Am vergangenen Samstag standen die Hobbygärtner bereits Schlange. "Morgens um 7.15 Uhr waren die ersten da", sagt Volker Rosenberg vom Bauhof. Mit zwei Schreddern hat sein Team die Zweige zerkleinert. Wer wollte, konnte das zerkleinerte Material mitnehmen und in den eigenen Beeten verteilen. Was übrig blieb, wird in der Hackschnitzelheizung des Bauhofes verfeuert. Sie leistet 185 Kilowatt, kommt ohne Gas und Öl aus.

Früher hatte die Stadt direkt vor den Haustüren der Gartenbesitzer durch eine Firma schreddern lassen. Kostenpunkt: 20 000 Euro pro Aktion. Später haben Mitarbeiter des Bauhofes diesen Service aufrechterhalten. Doch das wurde nun zu teuer und zu aufwendig. "Das kann man ja verstehen, dieses Angebot, seinen Strauchschnitt hier schreddern zu lassen, ist doch auch gut", sagte Klaus Hoick. Er hatte zum ersten Termin in seinem Garten am Finkenweg alles geschnitten und es per Anhänger an der Mercatorstraße angeliefert.

Am ersten und zweiten Sonnabend im März 2013 wird die Aktion fortgesetzt.
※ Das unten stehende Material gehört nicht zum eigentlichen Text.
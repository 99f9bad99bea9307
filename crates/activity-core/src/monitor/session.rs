use std::collections::VecDeque;
use std::fmt;
use std::time::Duration;

use serde::{Deserialize, Serialize};
use tokio::time::Instant;
use tracing::{debug, warn};

use crate::item::Item;
use crate::timer::{self, Timer};

#[derive(Debug, Clone, Copy, PartialEq, Eq, Hash, Serialize, Deserialize)]
#[serde(rename_all = "snake_case")]
pub enum SessionState {
    Idle,
    Loading,
    Playing,
    Paused,
    Stalled,
    Ended,
}

impl SessionState {
    pub fn can_transition_to(self, target: SessionState) -> bool {
        use SessionState::*;
        matches!(
            (self, target),
            (Idle, Loading)
                | (Loading, Playing | Paused | Ended)
                | (Playing, Paused | Stalled | Ended)
                | (Paused, Playing | Ended)
                | (Stalled, Playing | Paused | Ended)
        )
    }
}

impl fmt::Display for SessionState {
    fn fmt(&self, f: &mut fmt::Formatter<'_>) -> fmt::Result {
        match self {
            Self::Idle => write!(f, "idle"),
            Self::Loading => write!(f, "loading"),
            Self::Playing => write!(f, "playing"),
            Self::Paused => write!(f, "paused"),
            Self::Stalled => write!(f, "stalled"),
            Self::Ended => write!(f, "ended"),
        }
    }
}

#[derive(Debug, Clone, Copy, PartialEq, Eq)]
pub struct PlaybackSample {
    pub time_ms: u64,
    pub at: Instant,
}

/// Most recent playback positions, oldest evicted first.
#[derive(Debug, Clone)]
pub struct SampleWindow {
    samples: VecDeque<PlaybackSample>,
    capacity: usize,
}

impl SampleWindow {
    pub fn new(capacity: usize) -> Self {
        Self {
            samples: VecDeque::with_capacity(capacity),
            capacity,
        }
    }

    pub fn push(&mut self, sample: PlaybackSample) {
        if self.samples.len() >= self.capacity {
            self.samples.pop_front();
        }
        self.samples.push_back(sample);
    }

    /// Start over from a single sample, e.g. after a seek.
    pub fn reset(&mut self, sample: PlaybackSample) {
        self.samples.clear();
        self.samples.push_back(sample);
    }

    pub fn last(&self) -> Option<&PlaybackSample> {
        self.samples.back()
    }

    pub fn len(&self) -> usize {
        self.samples.len()
    }

    pub fn is_empty(&self) -> bool {
        self.samples.is_empty()
    }
}

#[derive(Debug, Clone, Copy, PartialEq, Eq)]
pub enum FetchState {
    NotRequested,
    /// Waiting for the video duration before requesting metadata.
    Deferred,
    Dispatched,
    Done,
    Failed,
}

/// One viewing of one item, from open to end.
#[derive(Debug)]
pub struct Session {
    pub key: u64,
    pub item: Item,
    pub created_at: Instant,
    state: SessionState,
    pub(crate) samples: SampleWindow,
    pub(crate) stalled_at: Option<Instant>,
    pub(crate) stall_timer: Timer,
    pub(crate) pause_timer: Timer,
    pub(crate) loaded: bool,
    pub(crate) fetch: FetchState,
    pub(crate) last_progress_at: Option<Instant>,
}

impl Session {
    pub fn new(key: u64, item: Item, sample_limit: usize, now: Instant) -> Self {
        Self {
            key,
            item,
            created_at: now,
            state: SessionState::Loading,
            samples: SampleWindow::new(sample_limit),
            stalled_at: None,
            stall_timer: Timer::new(),
            pause_timer: Timer::new(),
            loaded: false,
            fetch: FetchState::NotRequested,
            last_progress_at: None,
        }
    }

    pub fn state(&self) -> SessionState {
        self.state
    }

    /// Time since the session was created.
    pub fn age(&self, now: Instant) -> Duration {
        now.saturating_duration_since(self.created_at)
    }

    pub fn is_ended(&self) -> bool {
        self.state == SessionState::Ended
    }

    pub fn fetch_state(&self) -> FetchState {
        self.fetch
    }

    pub fn samples(&self) -> &SampleWindow {
        &self.samples
    }

    /// Move to `target`. Returns `false` for self-transitions and for moves
    /// the transition table rejects.
    pub fn transition(&mut self, target: SessionState) -> bool {
        if self.state == target {
            return false;
        }
        if !self.state.can_transition_to(target) {
            warn!(session_key = self.key, from = %self.state, to = %target, "Rejected session transition");
            return false;
        }
        debug!(session_key = self.key, from = %self.state, to = %target, "Session transition");
        self.state = target;
        true
    }

    pub(crate) fn clear_stall(&mut self) {
        self.stalled_at = None;
        self.stall_timer.cancel();
    }

    pub(crate) fn cancel_timers(&mut self) {
        self.clear_stall();
        self.pause_timer.cancel();
    }

    pub fn next_deadline(&self) -> Option<Instant> {
        timer::earliest([self.stall_timer.deadline(), self.pause_timer.deadline()])
    }
}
Jeweils zwei Kubikmeter Grünschnitt dürfen Gartenbesitzer mitbringen, allerdings keine Baumwurzeln und keine Grünabfälle, Äste nur mit einem maximalen Durchmesser von zwölf Zentimetern.

Wer es zum Termin am Sonnabend nicht schafft, kann mit seinem Schnittgut auch das Abfallwirtschaftszentrum in Wiershop ansteuern.